Agama Tak Kenal Diskriminasi kepada Disabilitas
Australia – Tiga tokoh agama yakni KHM Luqman Hakim PhD (Pengurus Cabang Istimewa Nahdlatul Ulama ANZ), Pdt Ellia Maggang (Kristen), dan Romo Amatus Budiharto (Katholik) menilai agama itu tidak mengenal diskriminasi kepada disabilitas.
“Dalam al-Quran surat Abasa ayat 1-16, Allah menegur Nabi Muhammad karena mengacuhkan dan memalingkan wajahnya dari Abdullah bin Ummu Maktum, penyandang tuna netra, yang hendak mendapatkan pengajaran Islam dari Nabi,” kata KHM Luqman Hakim dalam diskusi antar-iman di Flinders University Adelaide, Australia, Kamis petang, 2 April 2015.
Dalam siaran pers dari Perhimpunan Pelajar Indonesia Australia (PPIA) cabang Flinders, PPIA cabang South Australia, dan PCI NU ANZ, sang kiai yang juga seniman kaligrafi dan pengampu majalah Cahaya Sufi itu menegaskan bahwa Islam tidak mengenal dosa turunan.
“Jadi, kalangan disabilitas itu juga sesama manusia yang harus dihormati. Kalau ada pandangan keagamaan yang menganggap disabilitas sebagai penanggung dosa, kutukan, pandangan semacam itu sudah bercampur legenda atau mitos-mitos. Bukan dari ajaran Allah,” katanya.
Topik disabilitas yang disinggung dalam diskusi yang membahas upaya damai di tengah perbedaan iman itu menyeruak ketika aktivis dan akademisi disabilitas Jaka Anom Ahmad Yusuf Tanukusuma menyinggung banyaknya pemuka agama yang cenderung memandang disabilitas sebagai kalangan yang patut mendapat diskriminasi.
Bahkan, fakta diskriminasi terhadap perempuan disabilitas juga dibeberkan aktivis dari Komnas Perempuan, Siti Maesaroh, yang sedang menempuh master bidang studi disabilitas (Flinders University).
Aktivis perempuan itu menguraikan masih diberlakukannya UU Perkawinan 1974 yang didasarkan pada nilai-nilai agama memberikan peluang diskriminasi, karena salah satu pasalnya menyebutkan seorang suami diperbolehkan menceraikan istrinya yang “cacat” atau sakit fisik yang tidak bisa disembuhkan.
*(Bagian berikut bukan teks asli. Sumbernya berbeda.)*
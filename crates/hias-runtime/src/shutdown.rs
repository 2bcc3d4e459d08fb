//! Termination signal handling.
//!
//! Ctrl-C and SIGTERM cancel a shared token; the coordinator races its mode
//! against that token and performs the disconnect itself.

use parking_lot::Mutex;
use std::sync::Arc;
use tokio_util::sync::CancellationToken;
use tracing::info;

/// Why the agent is stopping.
#[derive(Debug, Clone, PartialEq, Eq)]
pub enum ShutdownReason {
    /// Ctrl-C.
    Interrupt,
    /// SIGTERM.
    Terminate,
    /// Requested from inside the process.
    Requested(String),
}

/// Owns the cancellation token every long-running task watches, and the
/// reason it was cancelled.
pub struct ShutdownManager {
    token: CancellationToken,
    reason: Mutex<Option<ShutdownReason>>,
}

impl ShutdownManager {
    pub fn new() -> Self {
        Self {
            token: CancellationToken::new(),
            reason: Mutex::new(None),
        }
    }

    /// Token cancelled on shutdown.
    pub fn token(&self) -> CancellationToken {
        self.token.clone()
    }

    /// Cancel the token. Only the first reason is kept.
    pub fn shutdown(&self, reason: ShutdownReason) {
        {
            let mut slot = self.reason.lock();
            if slot.is_some() {
                return;
            }
            info!(reason = ?reason, "shutdown requested");
            *slot = Some(reason);
        }
        self.token.cancel();
    }

    pub fn reason(&self) -> Option<ShutdownReason> {
        self.reason.lock().clone()
    }

    /// Install Ctrl-C and (on unix) SIGTERM handlers.
    pub fn install_signal_handlers(self: &Arc<Self>) {
        let manager = Arc::clone(self);
        tokio::spawn(async move {
            if let Ok(()) = tokio::signal::ctrl_c().await {
                info!("received Ctrl-C");
                manager.shutdown(ShutdownReason::Interrupt);
            }
        });

        #[cfg(unix)]
        {
            let manager = Arc::clone(self);
            tokio::spawn(async move {
                use tokio::signal::unix::{SignalKind, signal};
                if let Ok(mut sigterm) = signal(SignalKind::terminate()) {
                    sigterm.recv().await;
                    info!("received SIGTERM");
                    manager.shutdown(ShutdownReason::Terminate);
                }
            });
        }
    }
}

impl Default for ShutdownManager {
    fn default() -> Self {
        Self::new()
    }
}
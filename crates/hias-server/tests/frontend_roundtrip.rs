//! Drive a live `HttpFrontend` with the xDNN HTTP test client.

use std::sync::Arc;
use std::time::Duration;
use tokio_util::sync::CancellationToken;

use hias_channels::MockChannel;
use hias_config::HiasConfig;
use hias_model::{MockModel, ModelFacade, XdnnModel};
use hias_runtime::InferenceFrontend;
use hias_server::HttpFrontend;

fn free_port() -> u16 {
    let listener = std::net::TcpListener::bind("127.0.0.1:0").unwrap();
    listener.local_addr().unwrap().port()
}

async fn wait_until_listening(addr: &str) {
    for _ in 0..100 {
        if tokio::net::TcpStream::connect(addr).await.is_ok() {
            return;
        }
        tokio::time::sleep(Duration::from_millis(20)).await;
    }
    panic!("server never started listening on {addr}");
}

#[tokio::test]
async fn test_classify_http_against_running_frontend() {
    let tmp = tempfile::tempdir().unwrap();
    std::fs::write(
        tmp.path().join("sample.json"),
        r#"[{"label": "ALL", "features": [1.0, 0.0]}, {"features": [0.0, 1.0]}]"#,
    )
    .unwrap();

    let mut config = HiasConfig::default();
    config.server.listen = format!("127.0.0.1:{}", free_port());
    config.model.test_dir = tmp.path().to_path_buf();
    let config = Arc::new(config);

    let token = CancellationToken::new();
    let channel = Arc::new(MockChannel::new());
    let server = {
        let config = config.clone();
        let token = token.clone();
        let channel = channel.clone();
        tokio::spawn(async move {
            HttpFrontend
                .start(
                    config,
                    Arc::new(MockModel::new().with_prediction("ALL", 0.8).ready()),
                    channel,
                    token,
                )
                .await
        })
    };
    wait_until_listening(&config.server.listen).await;

    let client = XdnnModel::new(config.model.clone(), &config.server);
    client.test_http().await.unwrap();

    token.cancel();
    tokio::time::timeout(Duration::from_secs(5), server)
        .await
        .unwrap()
        .unwrap()
        .unwrap();
}

#[tokio::test]
async fn test_bind_failure_is_server_error() {
    let occupied = std::net::TcpListener::bind("127.0.0.1:0").unwrap();
    let mut config = HiasConfig::default();
    config.server.listen = occupied.local_addr().unwrap().to_string();

    let err = HttpFrontend
        .start(
            Arc::new(config),
            Arc::new(MockModel::new()),
            Arc::new(MockChannel::new()),
            CancellationToken::new(),
        )
        .await
        .unwrap_err();
    assert!(matches!(err, hias_core::HiasError::Server(_)));
}
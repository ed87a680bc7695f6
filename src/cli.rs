use std::path::PathBuf;

use clap::{Args, Parser, Subcommand};

#[derive(Parser)]
#[command(name = "task-scheduler")]
#[command(about = "Durable SQLite task queue: run the scheduler, or submit and inspect tasks.")]
#[command(args_conflicts_with_subcommands = true)]
pub(crate) struct Cli {
    #[command(subcommand)]
    pub(crate) command: Option<Command>,

    /// Without a subcommand, behaves like `run`.
    #[command(flatten)]
    pub(crate) run: RunArgs,
}

#[derive(Args)]
pub(crate) struct RunArgs {
    /// Path to the task store (default: $TASK_SCHEDULER_DB_PATH or ./data/tasks.db)
    pub(crate) db: Option<PathBuf>,

    /// Number of workers (default: $TASK_SCHEDULER_WORKERS or 4)
    pub(crate) workers: Option<usize>,
}

#[derive(Subcommand)]
pub(crate) enum Command {
    /// Poll the store and execute claimed tasks until interrupted.
    Run(RunArgs),
    /// Insert a pending task and print its id.
    Submit {
        db: PathBuf,
        /// Shell command to execute.
        command: String,
        /// Higher runs first, between -10 and 10.
        #[arg(default_value_t = 0, allow_negative_numbers = true)]
        priority: i64,
    },
    /// Print one task as JSON.
    Status { db: PathBuf, id: i64 },
    /// Flag a pending task so it is never started.
    Cancel { db: PathBuf, id: i64 },
    /// Print the newest tasks as JSON.
    List {
        db: PathBuf,
        #[arg(default_value_t = 50)]
        limit: usize,
    },
}

impl Cli {
    /// The subcommand to execute, with the bare form mapped to `run`.
    pub(crate) fn into_command(self) -> Command {
        self.command.unwrap_or(Command::Run(self.run))
    }
}
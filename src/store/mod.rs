//! Persistence layer — SQLite-backed task table.

pub mod libsql_backend;
pub mod migrations;
pub mod traits;

pub use libsql_backend::LibSqlBackend;
pub use traits::{NewTask, Task, TaskStatus, TaskStore};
Merespons persoalan itu, Romo Budi menyatakan isu disabilitas sebagai tantangan sejarah umat yang tidak terlepas dari konteks sosial. Menurut hematnya, disabilitas sebagai kutukan Tuhan adalah pandangan yang hidup dalam sejarah umat di masa lalu.
“Bagi orang-orang Katholik sekarang ini tidak bisa lagi berlindung dalam Perjanjian Lama yang masih punya tendensi menyingkirkan disabilitas, karena ada spirit yang lebih substansial bahwa Yesus datang untuk menyapa orang-orang yang dipinggirkan, disingkirkan,” katanya.
Sementara itu, Pendeta Ellia Maggang yang sedang menempuh master bidang teologi di Flinders University mentransformasikan Trinitas sebagai perbedaan yang bersatu dalam relasi kasih. “Dari sana ada prinsip Yesus bahwa melalui penyandang disabilitas kemuliaan Tuhan terpancar,” katanya. (hay)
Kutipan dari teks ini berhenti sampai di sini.